┌─ DATA RECORDS

impl XmlDocument {
    fn new() -> Result<Self> {
        let mut writer = Writer::new_with_indent(Vec::new(), b' ', 2);
        writer.write_event(Event::Decl(BytesDecl::new("1.0", Some("UTF-8"), None)))?;
        Ok(Self { writer })
    }

    fn start(&mut self, name: &str, attributes: &[(&str, &str)]) -> Result<()> {
        let element = BytesStart::new(name).with_attributes(attributes.iter().copied());
        self.writer.write_event(Event::Start(element))?;
        Ok(())
    }

    fn empty(&mut self, name: &str, attributes: &[(&str, &str)]) -> Result<()> {
        let element = BytesStart::new(name).with_attributes(attributes.iter().copied());
        self.writer.write_event(Event::Empty(element))?;
        Ok(())
    }

    fn end(&mut self, name: &str) -> Result<()> {
        self.writer.write_event(Event::End(BytesEnd::new(name)))?;
        Ok(())
    }

    fn text_element(&mut self, name: &str, attributes: &[(&str, &str)], text: &str) -> Result<()> {
        self.start(name, attributes)?;
        self.writer.write_event(Event::Text(BytesText::new(text)))?;
        self.end(name)
    }

    fn finish(self) -> String {
        let mut xml = String::from_utf8_lossy(&self.writer.into_inner()).into_owned();
        xml.push('\n');
        xml
    }
}
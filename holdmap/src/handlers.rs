use anyhow::{Context, Result, bail};
use clap::ArgMatches;
use colored::Colorize;
use holdmap_core::data::Database;
use holdmap_core::report::{ReportFormat, export_graph};
use holdmap_scanner::source::DataSource;
use holdmap_scanner::{Identity, PartnerQuery, QualificationFilter};
use std::fs;
use std::io::{self, Write};
use std::path::{Path, PathBuf};
use std::sync::Arc;
use std::time::Duration;

pub const DB_FILE_NAME: &str = "holdmap.db";

// Helper functions for crawl handler

/// Expand `~` and point directories at the default database file.
pub fn resolve_db_path(value: &str) -> PathBuf {
    let expanded = shellexpand::tilde(value);
    let path = PathBuf::from(expanded.as_ref());
    if path.extension().is_some() {
        path
    } else {
        path.join(DB_FILE_NAME)
    }
}

/// Give `output` the format's extension when it has none.
pub fn resolve_output_path(output: &Path, format: ReportFormat) -> PathBuf {
    let mut path = output.to_path_buf();
    if path.extension().is_none() {
        path.set_extension(format.extension());
    }
    path
}

/// Parse `TAX_ID:NAME` into a natural person identity.
pub fn parse_person_arg(value: &str) -> Option<Identity> {
    let (tax_id, name) = value.split_once(':')?;
    let (tax_id, name) = (tax_id.trim(), name.trim());
    if tax_id.is_empty() || name.is_empty() {
        eprintln!("{} Skipping invalid person '{}', expected TAX_ID:NAME", "⚠".yellow(), value);
        return None;
    }
    Some(Identity::natural_person(tax_id, name.to_uppercase()))
}

/// Collect seeds from the command line and an optional seeds file
pub fn load_seeds_from_source(
    companies: &[String],
    persons: &[String],
    searches: &[String],
    seeds_file: Option<&PathBuf>,
) -> Result<Vec<Seed>, String> {
    let mut seeds = Vec::new();

    for company in companies {
        let tax_id: String = company.chars().filter(|c| c.is_ascii_digit()).collect();
        if tax_id.is_empty() {
            return Err(format!("Invalid company tax id '{}'", company));
        }
        seeds.push(Seed::Identity(Identity::legal_entity(tax_id)));
    }

    for person in persons {
        let identity = parse_person_arg(person)
            .ok_or_else(|| format!("Invalid person '{}', expected TAX_ID:NAME", person))?;
        seeds.push(Seed::Identity(identity));
    }

    seeds.extend(
        searches
            .iter()
            .filter(|query| !query.trim().is_empty())
            .map(|query| Seed::Search(PartnerQuery::parse(query))),
    );

    if let Some(path) = seeds_file {
        seeds.extend(load_seeds_from_file(path)?);
    }

    if seeds.is_empty() {
        return Err(
            "At least one of --company, --person, --search or --seeds-file must be provided"
                .to_string(),
        );
    }

    Ok(seeds)
}

/// Load and parse seeds from a file
pub fn load_seeds_from_file(path: &Path) -> Result<Vec<Seed>, String> {
    let content = fs::read_to_string(path)
        .map_err(|e| format!("Failed to read seeds file {}: {}", path.display(), e))?;

    let seeds: Vec<Seed> = content.lines().filter_map(parse_seed_line).collect();

    if seeds.is_empty() {
        return Err(format!("No valid seeds found in {}", path.display()));
    }

    Ok(seeds)
}

// Re-export crawl types and functions from holdmap-core
pub use holdmap_core::crawl::{
    CrawlOptions, CrawlProgressCallback, Seed, execute_crawl, generate_crawl_report,
    parse_seed_line,
};

fn print_divider() {
    println!("{}", "═".repeat(60).bright_blue().bold());
}

fn print_prompt(msg: &str) -> Result<String> {
    print!("{} ", msg.bright_cyan().bold());
    io::stdout().flush()?;
    let mut response = String::new();
    io::stdin().read_line(&mut response)?;
    Ok(response.trim().to_lowercase())
}

pub fn handle_init(args: &ArgMatches) -> Result<()> {
    print_divider();
    println!("{}", "  HOLDMAP INITIALIZATION".bright_white().bold());
    print_divider();
    println!();

    let target = args
        .get_one::<String>("PATH")
        .context("missing database path")?;
    let force = args.get_flag("force");
    let db_path = resolve_db_path(target);
    let config_dir = db_path
        .parent()
        .context("Invalid database path")?
        .to_path_buf();

    println!(
        "{} Target: {}",
        "→".blue(),
        db_path.display().to_string().bright_white()
    );
    println!();

    if Database::exists(&db_path) {
        if !force {
            println!("{}", "⚠ WARNING".yellow().bold());
            println!("Database already exists at:");
            println!(
                "  {} {}",
                "•".yellow(),
                db_path.display().to_string().bright_white()
            );
            println!();

            let response = print_prompt("Would you like to overwrite it? [y/N]:")?;
            println!();

            if response != "y" && response != "yes" {
                println!("{} Initialization cancelled.", "✗".red().bold());
                return Ok(());
            }
        }

        Database::drop(&db_path)
            .with_context(|| format!("Failed to remove {}", db_path.display()))?;
        println!("{} Existing database removed", "✓".green().bold());
    }

    fs::create_dir_all(&config_dir)
        .with_context(|| format!("Failed to create {}", config_dir.display()))?;

    println!("{} Creating database...", "→".blue());
    Database::new(&db_path)
        .with_context(|| format!("Failed to create database {}", db_path.display()))?;

    println!();
    print_divider();
    println!("{}", "  INITIALIZATION COMPLETE".green().bold());
    print_divider();
    println!();
    println!(
        "{} Config directory: {}",
        "✓".green().bold(),
        config_dir.display().to_string().bright_white()
    );
    println!(
        "{} Database: {}",
        "✓".green().bold(),
        db_path.display().to_string().bright_white()
    );
    println!();
    Ok(())
}

fn open_existing(value: &str) -> Result<(PathBuf, Database)> {
    let db_path = resolve_db_path(value);
    if !Database::exists(&db_path) {
        bail!(
            "No database at {}. Run `holdmap init` first",
            db_path.display()
        );
    }
    let db = Database::new(&db_path)
        .with_context(|| format!("Failed to open database {}", db_path.display()))?;
    Ok((db_path, db))
}

fn strings(args: &ArgMatches, id: &str) -> Vec<String> {
    args.get_many::<String>(id)
        .map(|values| values.cloned().collect())
        .unwrap_or_default()
}

pub async fn handle_crawl(sub_matches: &ArgMatches) -> Result<()> {
    let seeds = load_seeds_from_source(
        &strings(sub_matches, "company"),
        &strings(sub_matches, "person"),
        &strings(sub_matches, "search"),
        sub_matches.get_one::<PathBuf>("seeds-file"),
    )
    .map_err(anyhow::Error::msg)?;

    let db_arg = sub_matches
        .get_one::<String>("db")
        .context("missing database path")?;
    let (db_path, db) = open_existing(db_arg)?;
    let companies = db.company_count()?;
    let partners = db.partner_count()?;
    drop(db);

    let max_depth = *sub_matches.get_one::<u32>("max-depth").unwrap_or(&1) as usize;
    let qualifications = QualificationFilter::parse(
        sub_matches
            .get_one::<String>("qualifications")
            .map(String::as_str)
            .unwrap_or("ALL"),
    );
    let timeout = sub_matches
        .get_one::<u64>("timeout")
        .map(|secs| Duration::from_secs(*secs));
    let format = sub_matches
        .get_one::<String>("format")
        .and_then(|f| ReportFormat::from_str(f))
        .unwrap_or(ReportFormat::Json);
    let output = sub_matches
        .get_one::<PathBuf>("output")
        .map(|path| resolve_output_path(path, format));

    println!("\n{} Crawling {} seed(s)", "→".blue().bold(), seeds.len());
    println!(
        "Database: {} ({} companies, {} partner rows)",
        db_path.display(),
        companies,
        partners
    );
    println!("Max depth: {}", max_depth);
    match qualifications {
        QualificationFilter::All => println!("Qualifications: all"),
        QualificationFilter::Only(ref codes) => println!(
            "Qualifications: {}",
            codes.iter().cloned().collect::<Vec<_>>().join(", ")
        ),
    }
    if let Some(timeout) = timeout {
        println!("Timeout: {}s", timeout.as_secs());
    }
    println!();

    let options = CrawlOptions {
        seeds,
        max_depth,
        qualifications,
        timeout,
        show_progress_bars: !sub_matches.get_flag("no-progress"),
    };

    let progress_callback: CrawlProgressCallback = Arc::new(|msg: String| {
        println!("{}", msg);
    });

    let result = execute_crawl(db_path, options, Some(progress_callback))
        .await
        .map_err(|e| anyhow::anyhow!("Crawl failed: {}", e))?;

    if result.cancelled {
        println!("\n{} Crawl stopped early, graph is partial\n", "⚠".yellow().bold());
    } else {
        println!("\n{} Crawl complete!\n", "✓".green().bold());
    }

    print!("{}", generate_crawl_report(&result));

    if let Some(path) = output {
        let written = export_graph(&result.graph, format, &path)
            .with_context(|| format!("Failed to export graph to {}", path.display()))?;
        for file in written {
            println!(
                "{} Graph written to {}",
                "✓".green().bold(),
                file.display().to_string().bright_white()
            );
        }
    }

    Ok(())
}

pub fn handle_search(sub_matches: &ArgMatches) -> Result<()> {
    let query = sub_matches
        .get_one::<String>("QUERY")
        .context("missing search query")?;
    let db_arg = sub_matches
        .get_one::<String>("db")
        .context("missing database path")?;
    let (_, db) = open_existing(db_arg)?;

    let query = PartnerQuery::parse(query);
    let matches = db.search_partners(&query)?;

    if matches.is_empty() {
        println!("{} Nothing found for '{}'", "✗".red().bold(), query.value());
        return Ok(());
    }

    println!(
        "{} {} partner(s) match '{}'",
        "✓".green().bold(),
        matches.len(),
        query.value()
    );
    for partner in &matches {
        let tag = if partner.identity.is_legal_entity() {
            "PJ".blue()
        } else {
            "PF".green()
        };
        let label = match partner.identity {
            Identity::LegalEntity { ref tax_id } => tax_id.clone(),
            Identity::NaturalPerson {
                ref tax_id,
                ref name,
            } => format!("{} {}", tax_id, name),
        };
        println!("  {} {}", tag, label.bright_white());
    }
    Ok(())
}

└─

→ THE PROBLEM
Nothing but a number is wanted: how many lines in the records above include "attributes".

→ ANSWER TO THE PROBLEM
6